In recent years, power meters have become more available and affordable to cyclists. Some power systems are more accurate than others and the actual numbers produced on one system are relative to that system. In other words, if you produce 200 watts at a given metabolic rate on one system that number may or may not match the same metabolic rate on a different power system. Accurate calibrations can help ensure accuracy from system to system, but know there are inaccuracies within systems.
A short while ago, some folks began poo-pooing heart rate monitors in favor of power meters on bikes, giving the impression that power meters are a gold-standard system not influenced by outside factors. Even the most accurate systems are affected by outside factors. The power numbers you produce on the bike, just like the heart rate numbers you produce, are influenced by heat, humidity, overall fatigue and dehydration to name a few.
Similar to using a clock for timing running or swimming intervals, a power meter can be an excellent tool to gauge pace, or more accurately, a rate of mechanical energy conversion.
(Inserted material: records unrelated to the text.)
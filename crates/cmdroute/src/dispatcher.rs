use std::panic::AssertUnwindSafe;
use std::sync::Arc;

use anyhow::anyhow;

use cmdroute_args::{ArgumentSet, Cursor};
use futures_util::FutureExt;
use tokio::task::JoinHandle;

use crate::binder::{self, BindContext};
use crate::caller::Caller;
use crate::cancel::CancelSignal;
use crate::condition::{self, ConditionContext, Trigger};
use crate::config::DispatchConfig;
use crate::convert::ConverterRegistry;
use crate::error::{BuildError, Failure};
use crate::finalize;
use crate::handler::ResultHandler;
use crate::invoker;
use crate::outcome::{Invoked, Outcome, Stage};
use crate::param::{ParamShape, Parameter};
use crate::resolver::{self, Candidate};
use crate::services::{NoServices, Services};
use crate::tree::{Command, ComponentTree};

/// Per-request collaborators.
#[derive(Clone)]
pub struct ExecuteOptions {
    pub services: Arc<dyn Services>,
    pub cancel: CancelSignal,
}

impl Default for ExecuteOptions {
    fn default() -> Self {
        Self {
            services: Arc::new(NoServices),
            cancel: CancelSignal::never(),
        }
    }
}

impl ExecuteOptions {
    pub fn with_services(mut self, services: Arc<dyn Services>) -> Self {
        self.services = services;
        self
    }

    pub fn with_cancel(mut self, cancel: CancelSignal) -> Self {
        self.cancel = cancel;
        self
    }
}

struct Inner {
    tree: ComponentTree,
    converters: ConverterRegistry,
    handlers: Vec<Arc<dyn ResultHandler>>,
    config: DispatchConfig,
}

/// Runs requests through resolve, guard, bind, invoke and finalize.
///
/// Cheap to clone; every clone shares the same tree and registries.
#[derive(Clone)]
pub struct Dispatcher {
    inner: Arc<Inner>,
}

fn check_converters(
    command: &Command,
    parameters: &[Parameter],
    converters: &ConverterRegistry,
) -> Result<(), BuildError> {
    for parameter in parameters {
        match parameter.shape() {
            ParamShape::Resource => {}
            ParamShape::Composite(composite) => {
                check_converters(command, composite.parameters(), converters)?
            }
            _ if !converters.supports(parameter.kind()) => {
                return Err(BuildError::MissingConverter {
                    command: command.display_path(),
                    parameter: parameter.name().to_string(),
                    type_key: parameter.kind().key(),
                });
            }
            _ => {}
        }
    }
    Ok(())
}

impl Dispatcher {
    /// Fails if a parameter's type has no converter.
    pub fn new(
        tree: ComponentTree,
        converters: ConverterRegistry,
        handlers: Vec<Arc<dyn ResultHandler>>,
        config: DispatchConfig,
    ) -> Result<Self, BuildError> {
        for command in tree.commands() {
            check_converters(command, command.parameters(), &converters)?;
        }
        Ok(Self {
            inner: Arc::new(Inner {
                tree,
                converters,
                handlers,
                config,
            }),
        })
    }

    /// Built-in converters, no handlers, default config.
    pub fn from_tree(tree: ComponentTree) -> Result<Self, BuildError> {
        Self::new(tree, ConverterRegistry::new(), Vec::new(), DispatchConfig::default())
    }

    pub fn tree(&self) -> &ComponentTree {
        &self.inner.tree
    }

    pub fn config(&self) -> &DispatchConfig {
        &self.inner.config
    }

    /// Tokenize a console line with the configured quotes.
    pub fn tokenize(&self, line: &str) -> ArgumentSet {
        cmdroute_args::tokenize_with(line, &self.inner.config.tokenizer_options())
    }

    /// Run one request to its terminal outcome.
    pub async fn execute(&self, caller: Arc<dyn Caller>, options: ExecuteOptions) -> Outcome {
        let services = options.services.as_ref();
        let cancel = &options.cancel;
        let outcome = self.run(&caller, services, cancel).await;
        tracing::debug!(
            stage = %outcome.stage(),
            success = outcome.is_success(),
            "request finished"
        );
        finalize::finish(outcome, caller.as_ref(), services, &self.inner.handlers, cancel).await
    }

    /// Run one request on its own task.
    pub fn spawn(&self, caller: Arc<dyn Caller>, options: ExecuteOptions) -> JoinHandle<Outcome> {
        let this = self.clone();
        tokio::spawn(async move { this.execute(caller, options).await })
    }

    /// Honor [`DispatchConfig::async_dispatch`]: spawn and return `None`, or
    /// await inline.
    pub async fn dispatch(
        &self,
        caller: Arc<dyn Caller>,
        options: ExecuteOptions,
    ) -> Option<Outcome> {
        if self.inner.config.async_dispatch {
            drop(self.spawn(caller, options));
            None
        } else {
            Some(self.execute(caller, options).await)
        }
    }

    async fn run(
        &self,
        caller: &Arc<dyn Caller>,
        services: &dyn Services,
        cancel: &CancelSignal,
    ) -> Outcome {
        let args = caller.arguments();
        let search = resolver::find(&self.inner.tree, args);
        tracing::debug!(candidates = search.len(), "resolved");
        if search.is_empty() {
            return Outcome::failed(Stage::Search, None, search.miss(args));
        }

        let mut best: Option<Outcome> = None;
        for candidate in search.candidates() {
            let command = Some(Arc::clone(&candidate.command));
            if cancel.is_cancelled() {
                return Outcome::failed(Stage::Search, command, Failure::Cancelled);
            }
            let attempt = AssertUnwindSafe(self.attempt(candidate, caller, services, cancel));
            let outcome = match attempt.catch_unwind().await {
                Ok(outcome) => outcome,
                Err(payload) => {
                    let path = candidate.command.display_path();
                    let message = invoker::panic_message(&*payload);
                    tracing::warn!(command = %path, %message, "panicked while dispatching");
                    let failure = Failure::Unhandled(anyhow!("'{path}' panicked: {message}"));
                    return Outcome::failed(Stage::Invoke, command, failure);
                }
            };
            if outcome.is_success() || outcome.is_terminal() {
                return outcome;
            }
            tracing::trace!(
                command = %candidate.command.display_path(),
                stage = %outcome.stage(),
                "candidate rejected"
            );
            best = match best {
                Some(current) if !outcome.outranks(&current) => Some(current),
                _ => Some(outcome),
            };
        }
        best.unwrap_or_else(|| Outcome::failed(Stage::Search, None, search.miss(args)))
    }

    async fn attempt(
        &self,
        candidate: &Candidate,
        caller: &Arc<dyn Caller>,
        services: &dyn Services,
        cancel: &CancelSignal,
    ) -> Outcome {
        let command = &candidate.command;
        let fail = |stage: Stage, failure: Failure| {
            Outcome::failed(stage, Some(Arc::clone(command)), failure)
        };
        let cursor = Cursor::at(caller.arguments(), candidate.height);

        let pre = ConditionContext {
            caller: caller.as_ref(),
            command,
            services,
            at: Trigger::BeforeInvoke,
            returned: None,
        };
        if let Err(failure) = condition::evaluate(command.evaluators(), &pre, cancel).await {
            return fail(Stage::Condition, failure);
        }

        if let Err(failure) = binder::check_arity(command, &cursor) {
            return fail(Stage::Parse, failure);
        }
        let bind_ctx = BindContext {
            caller: caller.as_ref(),
            services,
            registry: &self.inner.converters,
            config: &self.inner.config,
            cancel,
            command,
        };
        let values = match binder::bind(&bind_ctx, cursor).await {
            Ok(values) => values,
            Err(failure) => return fail(Stage::Parse, failure),
        };

        let path = command.display_path();
        let invoked = invoker::invoke(&path, command.target(), values, services, caller, cancel);
        let returned = match invoked.await {
            Ok(returned) => returned,
            Err(failure) => {
                tracing::debug!(command = %path, %failure, "invocation failed");
                return fail(Stage::Invoke, failure);
            }
        };
        let response = match finalize::reduce(&path, returned, cancel).await {
            Ok(response) => response,
            Err(failure) => return fail(Stage::Invoke, failure),
        };

        let post = ConditionContext {
            caller: caller.as_ref(),
            command,
            services,
            at: Trigger::AfterInvoke,
            returned: response.as_ref(),
        };
        if let Err(failure) = condition::evaluate(command.evaluators(), &post, cancel).await {
            return fail(Stage::Condition, failure);
        }

        Outcome::Invoke(Ok(Invoked {
            command: Arc::clone(command),
            response,
        }))
    }
}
In a simplified view and assuming calibrated systems, the person that can produce the highest wattage per kilogram of body, plus bike weight will be the fastest rider.
If you decide to train with power, notice how your heart rate responds to the power-based intervals and how you feel. Combining heart rate, power and rating of perceived exertion is the best of all worlds. There are times you will notice that the three numbers may not match past performances for a given situation. If this happens, evaluate what might cause this to happen. Know that your fitness, life stresses, weather, course profile, current fatigue levels and other items affect the numbers.
Take away points
If you are producing 200 watts on your power meter, you may or may not be traveling faster than the person riding with you on the road, producing 200 watts on his or her power meter.
Power meters need to be calibrated on a regular basis by the owner and on occasion by the manufacturer.
Power output is affected by many of the same items that affect heart rate and perceived exertion numbers.
Power, heart rate, pace, speed and rating of perceived exertion are all tools. Using the tools and properly interpreting the data can help you improve speed and endurance.
No single tool is without faults.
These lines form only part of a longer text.